Avant le départ pour la dernière étape précédant les deux jours d'arrêt à Santiago de Cuba, nous avons une entrevue avec un journaliste d'un journal local. Le gouvernement est intéressé à développer l'écotourisme et veut savoir ce que nous venons chercher à Cuba. À la fin de la première semaine, le repos à Santiago de Cuba est bienvenu. C'est à l'hôtel Las Americas que nous mangeons le mieux : canard, poisson frais, choix de desserts. Quelques célibataires du groupe y font des rencontres intéressantes. Il y a quelque chose dans l'air cubain... Normand, qu'une mauvaise grippe empêche de rouler, se fait conduire au risque de sa vie à Marea del Portillo pour se reposer au bord de la mer en nous attendant. Santiago est une belle ville coloniale que fera découvrir à quelques-uns d'entre nous un vieux monsieur de race noire aux cheveux blancs, un ancien marin qui nous raconte avoir navigué jusqu'au Saguenay. Le repas au palador (petit restaurant dans une maison privée) pris en compagnie de notre guide improvisé est délicieux, mais cher, alors nous devinons qu'il comprend une commission pour notre guide. Le dimanche, nous allons à la plage au Parc Baconao. Avec un masque, nous pouvons observer de superbes poissons bleus, jaunes à rayures noires, etc. Au retour, arrêt à un site magnifique, au bord d'une rivière aménagée en piscine. Quelques touristes, mais surtout des Cubains, un orchestre qui joue des airs traditionnels, dont la chanson du Che, et de la bière de micro-brasserie, gracieuseté d'un Canadien.

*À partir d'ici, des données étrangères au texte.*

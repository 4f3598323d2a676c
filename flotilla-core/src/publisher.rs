//! Artifact publishing.

use crate::clients::ObjectStore;
use crate::error::{FlotillaError, Result};
use crate::report::ProgressReporter;
use crate::types::CookbookDescriptor;
use std::path::Path;
use std::sync::Arc;
use tracing::instrument;

/// Uploads packaged artifacts and their fingerprint records.
///
/// Publish failures are reported by the caller and never abort the
/// invocation: the unchanged fingerprint record keeps the artifact stale,
/// so the next run retries.
pub struct ArtifactPublisher {
    store: Arc<dyn ObjectStore>,
    reporter: Arc<dyn ProgressReporter>,
}

impl ArtifactPublisher {
    /// Create a new publisher.
    pub fn new(store: Arc<dyn ObjectStore>, reporter: Arc<dyn ProgressReporter>) -> Self {
        Self { store, reporter }
    }

    /// Upload the artifact at `artifact` and the local fingerprint record.
    #[instrument(skip(self, descriptor, artifact), fields(key = %descriptor.artifact_key))]
    pub async fn publish(&self, descriptor: &CookbookDescriptor, artifact: &Path) -> Result<()> {
        let publish_err = |e: FlotillaError| FlotillaError::Publish {
            artifact_key: descriptor.artifact_key.clone(),
            reason: e.to_string(),
        };

        let bytes = tokio::fs::read(artifact)
            .await
            .map_err(|e| FlotillaError::Io { path: artifact.to_path_buf(), source: e })
            .map_err(publish_err)?;
        self.store
            .put(&descriptor.location, &descriptor.artifact_key, bytes)
            .await
            .map_err(publish_err)?;
        self.store
            .put(
                &descriptor.location,
                &descriptor.fingerprint_key,
                descriptor.local_fingerprint.clone().into_bytes(),
            )
            .await
            .map_err(publish_err)?;

        self.reporter.cookbook_published(descriptor);
        Ok(())
    }
}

De Santiago à Chivirico, nous longeons la côte. Pause plage à mi-chemin, comme d'habitude. L'eau turquoise est délicieuse et Yves s'amuse dans les vagues comme un petit garçon. Nous dormons dans de petites villas surplombant la mer, d'où nous pouvons observer des îles coralliennes couvertes de palétuviers. Au coucher du soleil, des aigrettes et des hérons se réfugient dans les îles pour la nuit. L'étape du lendemain, jusqu'à Marea del Portillo, est le dernier jour où nous roulons au bord de la mer. La côte est escarpée par moments et c'est un plaisir de rouler au son des fortes vagues, sur une route où il n'y a pratiquement aucune circulation. Souvent des Cubains roulent à nos côtés avec leurs vieilles bécanes rafistolées. C'est un atout de parler un peu espagnol pour faire connaissance avec les gens. Ce jour-là, par exemple, le jeune homme rentre chez lui après la fin de son quart de travail dans une fabrique de glace.

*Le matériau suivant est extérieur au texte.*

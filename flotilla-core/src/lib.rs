//! Flotilla Core Library
//!
//! Deployment orchestration for fleet-managed stacks: staleness analysis of
//! cookbook artifacts, cookbook packaging and publishing, and concurrent
//! per-stack command dispatch with failure aggregation.

pub mod analyzer;
pub mod builder;
pub mod clients;
pub mod dispatcher;
pub mod error;
pub mod metadata;
pub mod orchestrator;
pub mod publisher;
pub mod report;
pub mod types;

// Re-export commonly used items
pub use analyzer::StackAnalyzer;
pub use builder::CookbookBuilder;
pub use clients::{
    FingerprintSource, FleetClient, GitFingerprint, HttpFleetClient, HttpObjectStore, ObjectStore,
};
pub use dispatcher::{DeploymentDispatcher, DEFAULT_POLL_INTERVAL};
pub use error::{FlotillaError, Result};
pub use orchestrator::{DeployReport, Deployer, FleetDeployer, Orchestrator};
pub use publisher::ArtifactPublisher;
pub use report::{LogReporter, NullReporter, ProgressReporter};
pub use types::{
    AnalysisResult, App, CookbookDescriptor, CookbookSource, DeployTarget, DeploymentCommand,
    DeploymentStatus, Stack, StoreLocation,
};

De Marea del Portillo à Manzanillo, nous quittons le bord de mer pour franchir la Sierra Maestra. Quelques montées sont abruptes, mais la plupart se grimpent bien. Dernier coup d'oeil en arrière pour dire adieu à la mer des Caraïbes, maintenant au loin. Le terrain sera ensuite très plat pendant les deux derniers jours du trajet : champs de canne à sucre dont l'odeur nous poursuit longtemps, rizière à perte de vue, champs de tomates et de choux. À Bayamo, ce soir-là, Alfredo nous amène en calèche jusque dans la vieille ville. Moment magique, à la Casa de la Trova (maison des troubadours) et visite du centre de ce berceau de l'indépendance. Le dernier jour, nous roulons 75 kilomètres jusqu'à Holguin. Nous entrons triomphalement dans la ville, à une cadence folle, en suivant le commissaire à moto et en compagnie des cyclistes cubains rencontrés le premier jour. Ensuite, il faut faire les achats d'usage, dont l'inévitable rhum, puis se préparer au retour.

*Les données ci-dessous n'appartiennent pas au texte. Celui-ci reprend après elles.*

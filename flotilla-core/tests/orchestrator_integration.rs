//! End-to-end orchestration tests against in-memory collaborators.

use async_trait::async_trait;
use flotilla_core::clients::{FingerprintSource, FleetClient, ObjectStore};
use flotilla_core::{
    App, ArtifactPublisher, CookbookBuilder, CookbookSource, DeploymentDispatcher,
    DeploymentStatus, Deployer, DeploymentCommand, FleetDeployer, FlotillaError, NullReporter,
    Orchestrator, Result, Stack, StackAnalyzer, StoreLocation,
};
use std::collections::{HashMap, HashSet};
use std::path::Path;
use std::sync::atomic::{AtomicUsize, Ordering};
use std::sync::{Arc, Mutex};
use std::time::Duration;

const LOCAL_FINGERPRINT: &str = "rev-abc123";

/// What the fake fleet does with a command once its deployment is created.
#[derive(Debug, Clone, Copy, PartialEq, Eq)]
enum CommandOutcome {
    /// Running on the first poll, then Successful.
    Succeed,
    /// Running on the first poll, then Failed.
    Fail,
    /// Status lookups never return a matching record.
    Vanish,
}

#[derive(Default)]
struct FakeFleet {
    stacks: HashMap<String, Stack>,
    apps: HashMap<String, Vec<App>>,
    no_instances: HashSet<String>,
    outcomes: HashMap<(String, String), CommandOutcome>,
    created: Mutex<Vec<(String, String, Option<String>)>>,
    deployments: Mutex<HashMap<String, (CommandOutcome, usize)>>,
    next_id: AtomicUsize,
}

impl FakeFleet {
    fn add_stack(&mut self, stack: Stack, apps: Vec<App>) {
        self.apps.insert(stack.id.clone(), apps);
        self.stacks.insert(stack.id.clone(), stack);
    }

    fn command_log(&self, stack_id: &str) -> Vec<(String, Option<String>)> {
        self.created
            .lock()
            .unwrap()
            .iter()
            .filter(|(sid, _, _)| sid == stack_id)
            .map(|(_, command, app)| (command.clone(), app.clone()))
            .collect()
    }
}

#[async_trait]
impl FleetClient for FakeFleet {
    async fn describe_stack(&self, stack_id: &str) -> Result<Stack> {
        self.stacks
            .get(stack_id)
            .cloned()
            .ok_or_else(|| FlotillaError::Remote { reason: format!("no such stack {stack_id}") })
    }

    async fn list_apps(&self, stack_id: &str) -> Result<Vec<App>> {
        self.apps
            .get(stack_id)
            .cloned()
            .ok_or_else(|| FlotillaError::Remote { reason: format!("cannot list apps for {stack_id}") })
    }

    async fn create_deployment(
        &self,
        stack_id: &str,
        app_id: Option<&str>,
        command: &str,
    ) -> Result<Option<String>> {
        if self.no_instances.contains(stack_id) {
            return Ok(None);
        }
        let outcome = self
            .outcomes
            .get(&(stack_id.to_string(), command.to_string()))
            .copied()
            .unwrap_or(CommandOutcome::Succeed);
        let id = format!("dep-{}", self.next_id.fetch_add(1, Ordering::SeqCst));
        self.deployments.lock().unwrap().insert(id.clone(), (outcome, 0));
        self.created.lock().unwrap().push((
            stack_id.to_string(),
            command.to_string(),
            app_id.map(str::to_string),
        ));
        Ok(Some(id))
    }

    async fn deployment_status(&self, deployment_id: &str) -> Result<Option<DeploymentStatus>> {
        let mut deployments = self.deployments.lock().unwrap();
        let Some((outcome, polls)) = deployments.get_mut(deployment_id) else {
            return Ok(None);
        };
        *polls += 1;
        match outcome {
            CommandOutcome::Vanish => Ok(None),
            CommandOutcome::Succeed if *polls > 1 => Ok(Some(DeploymentStatus::Successful)),
            CommandOutcome::Fail if *polls > 1 => Ok(Some(DeploymentStatus::Failed)),
            _ => Ok(Some(DeploymentStatus::Running)),
        }
    }
}

#[derive(Default)]
struct FakeStore {
    objects: Mutex<HashMap<(String, String), Vec<u8>>>,
    puts: Mutex<Vec<(String, String)>>,
}

impl FakeStore {
    fn seed(&self, bucket: &str, key: &str, body: &str) {
        self.objects
            .lock()
            .unwrap()
            .insert((bucket.to_string(), key.to_string()), body.as_bytes().to_vec());
    }

    fn put_count(&self, key: &str) -> usize {
        self.puts.lock().unwrap().iter().filter(|(_, k)| k == key).count()
    }
}

#[async_trait]
impl ObjectStore for FakeStore {
    async fn put(&self, location: &StoreLocation, key: &str, body: Vec<u8>) -> Result<()> {
        self.puts.lock().unwrap().push((location.bucket.clone(), key.to_string()));
        self.objects
            .lock()
            .unwrap()
            .insert((location.bucket.clone(), key.to_string()), body);
        Ok(())
    }

    async fn get(&self, location: &StoreLocation, key: &str) -> Result<Option<Vec<u8>>> {
        Ok(self
            .objects
            .lock()
            .unwrap()
            .get(&(location.bucket.clone(), key.to_string()))
            .cloned())
    }
}

struct FakeFingerprints;

#[async_trait]
impl FingerprintSource for FakeFingerprints {
    async fn fingerprint(&self, _path: &Path) -> Result<String> {
        Ok(LOCAL_FINGERPRINT.to_string())
    }
}

fn stack(id: &str, name: &str, source_url: Option<&str>) -> Stack {
    Stack {
        id: id.to_string(),
        name: name.to_string(),
        cookbook_source: source_url.map(|url| CookbookSource {
            kind: "s3".to_string(),
            url: url.to_string(),
        }),
    }
}

fn app(id: &str, name: &str, stack_id: &str) -> App {
    App { id: id.to_string(), name: name.to_string(), stack_id: stack_id.to_string() }
}

struct Harness {
    fleet: Arc<FakeFleet>,
    store: Arc<FakeStore>,
    deployer: Arc<FleetDeployer>,
    orchestrator: Orchestrator,
    _dirs: (tempfile::TempDir, tempfile::TempDir),
}

/// Wire the full pipeline over the fakes, with real cookbook definitions on
/// disk for each `(name, metadata)` pair.
fn harness(fleet: FakeFleet, store: FakeStore, cookbooks: &[(&str, &str)]) -> Harness {
    let cookbook_root = tempfile::tempdir().unwrap();
    for (name, metadata) in cookbooks {
        let dir = cookbook_root.path().join(name);
        std::fs::create_dir_all(&dir).unwrap();
        std::fs::write(dir.join("metadata.rb"), metadata).unwrap();
    }
    let work = tempfile::tempdir().unwrap();

    let fleet = Arc::new(fleet);
    let store = Arc::new(store);
    let reporter = Arc::new(NullReporter);

    let analyzer = StackAnalyzer::new(
        fleet.clone(),
        store.clone(),
        Arc::new(FakeFingerprints),
        reporter.clone(),
        cookbook_root.path(),
    );
    let builder = CookbookBuilder::new(work.path().join("build"));
    let publisher = ArtifactPublisher::new(store.clone(), reporter.clone());
    let dispatcher = DeploymentDispatcher::new(fleet.clone(), reporter.clone())
        .with_poll_interval(Duration::from_millis(1));

    let deployer = Arc::new(FleetDeployer::new(analyzer, builder, publisher, dispatcher));
    let orchestrator = Orchestrator::new(deployer.clone(), reporter);
    Harness { fleet, store, deployer, orchestrator, _dirs: (cookbook_root, work) }
}

#[tokio::test]
async fn shared_cookbook_is_built_and_published_once() {
    let mut fleet = FakeFleet::default();
    fleet.add_stack(
        stack("stack-1", "alpha", Some("s3://artifacts/cookbooks/chef-app.tar.gz")),
        vec![app("app-1", "web", "stack-1")],
    );
    fleet.add_stack(
        stack("stack-2", "beta", Some("s3://artifacts/cookbooks/chef-app.tar.gz")),
        vec![app("app-2", "api", "stack-2")],
    );
    let h = harness(fleet, FakeStore::default(), &[("chef-app", "name 'chef-app'\n")]);

    let report = h.orchestrator.deploy(&["stack-1".into(), "stack-2".into()]).await.unwrap();
    assert!(report.is_success());
    assert_eq!(report.succeeded.len(), 2);

    // One artifact referenced by two stacks: exactly one build+publish.
    assert_eq!(h.store.put_count("cookbooks/chef-app.tar.gz"), 1);
    assert_eq!(h.store.put_count("cookbooks/chef-app.fingerprint"), 1);
    let record = h
        .store
        .get(&StoreLocation::new("artifacts"), "cookbooks/chef-app.fingerprint")
        .await
        .unwrap()
        .unwrap();
    assert_eq!(record, LOCAL_FINGERPRINT.as_bytes());

    // Both stacks refresh cookbooks before setting up and deploying.
    for stack_id in ["stack-1", "stack-2"] {
        let commands: Vec<String> =
            h.fleet.command_log(stack_id).into_iter().map(|(c, _)| c).collect();
        assert_eq!(commands, vec!["update_custom_cookbooks", "setup", "deploy"]);
    }
}

#[tokio::test]
async fn fresh_cookbook_skips_refresh_and_setup() {
    let mut fleet = FakeFleet::default();
    fleet.add_stack(
        stack("stack-1", "alpha", Some("s3://artifacts/cookbooks/chef-app.tar.gz")),
        vec![app("app-1", "web", "stack-1"), app("app-2", "worker", "stack-1")],
    );
    let store = FakeStore::default();
    store.seed("artifacts", "cookbooks/chef-app.fingerprint", LOCAL_FINGERPRINT);
    let h = harness(fleet, store, &[("chef-app", "name 'chef-app'\n")]);

    let report = h.orchestrator.deploy(&["stack-1".into()]).await.unwrap();
    assert!(report.is_success());
    // Nothing stale, nothing republished.
    assert_eq!(h.store.put_count("cookbooks/chef-app.tar.gz"), 0);
    // Apps deploy in declared order, nothing else runs.
    assert_eq!(
        h.fleet.command_log("stack-1"),
        vec![
            ("deploy".to_string(), Some("app-1".to_string())),
            ("deploy".to_string(), Some("app-2".to_string())),
        ]
    );
}

#[tokio::test]
async fn stack_without_cookbook_source_deploys_apps_directly() {
    let mut fleet = FakeFleet::default();
    fleet.add_stack(stack("stack-1", "alpha", None), vec![app("app-1", "web", "stack-1")]);
    let h = harness(fleet, FakeStore::default(), &[]);

    let report = h.orchestrator.deploy(&["stack-1".into()]).await.unwrap();
    assert!(report.is_success());
    assert!(h.store.puts.lock().unwrap().is_empty());
    assert_eq!(
        h.fleet.command_log("stack-1"),
        vec![("deploy".to_string(), Some("app-1".to_string()))]
    );
}

#[tokio::test]
async fn no_running_instances_fails_only_that_stack() {
    let mut fleet = FakeFleet::default();
    fleet.add_stack(stack("stack-1", "alpha", None), vec![app("app-1", "web", "stack-1")]);
    fleet.add_stack(stack("stack-2", "beta", None), vec![app("app-2", "api", "stack-2")]);
    fleet.no_instances.insert("stack-1".to_string());
    let h = harness(fleet, FakeStore::default(), &[]);

    let report = h.orchestrator.deploy(&["stack-1".into(), "stack-2".into()]).await.unwrap();
    assert!(!report.is_success());
    assert_eq!(report.succeeded, vec!["beta".to_string()]);
    assert_eq!(report.failed.len(), 1);
    assert_eq!(report.failed[0].0, "alpha");
    assert!(matches!(report.failed[0].1, FlotillaError::NoRunningInstances { .. }));
    // The healthy stack still ran its deployment.
    assert_eq!(h.fleet.command_log("stack-2").len(), 1);
}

Pour ma part, ce voyage nourrit encore ma mémoire. Mais les attentes de tous les membres du groupe n'ont pas été toutes satisfaites. Certains en étaient à leur premier voyage à vélo et auraient aimé des étapes moins longues pour profiter plus de la mer. Michel aurait aimé faire plus souvent l'observation d'oiseaux le matin avant de partir, comme on le lui avait promis. Bref, malgré quelques insatisfactions et inconvénients, tout le groupe se dit content du voyage lors de notre rencontre-bilan, deux semaines après le retour, et Bertrand nous raconte les péripéties de sa troisième semaine en compagnie d'Ernesto. Une fois que les maillons faibles de l'organisation auront été améliorés, cette destination de cyclotourisme sera à ne pas manquer. Pour bien profiter de ce genre de voyage, il faut toutefois mettre de côté nos normes nord-américaines de confort et d'efficacité, car cette partie de l'île n'est pas encore très bien développée pour le tourisme. Un peu d'aventure ajoute du piquant à un voyage, n'est-ce-pas?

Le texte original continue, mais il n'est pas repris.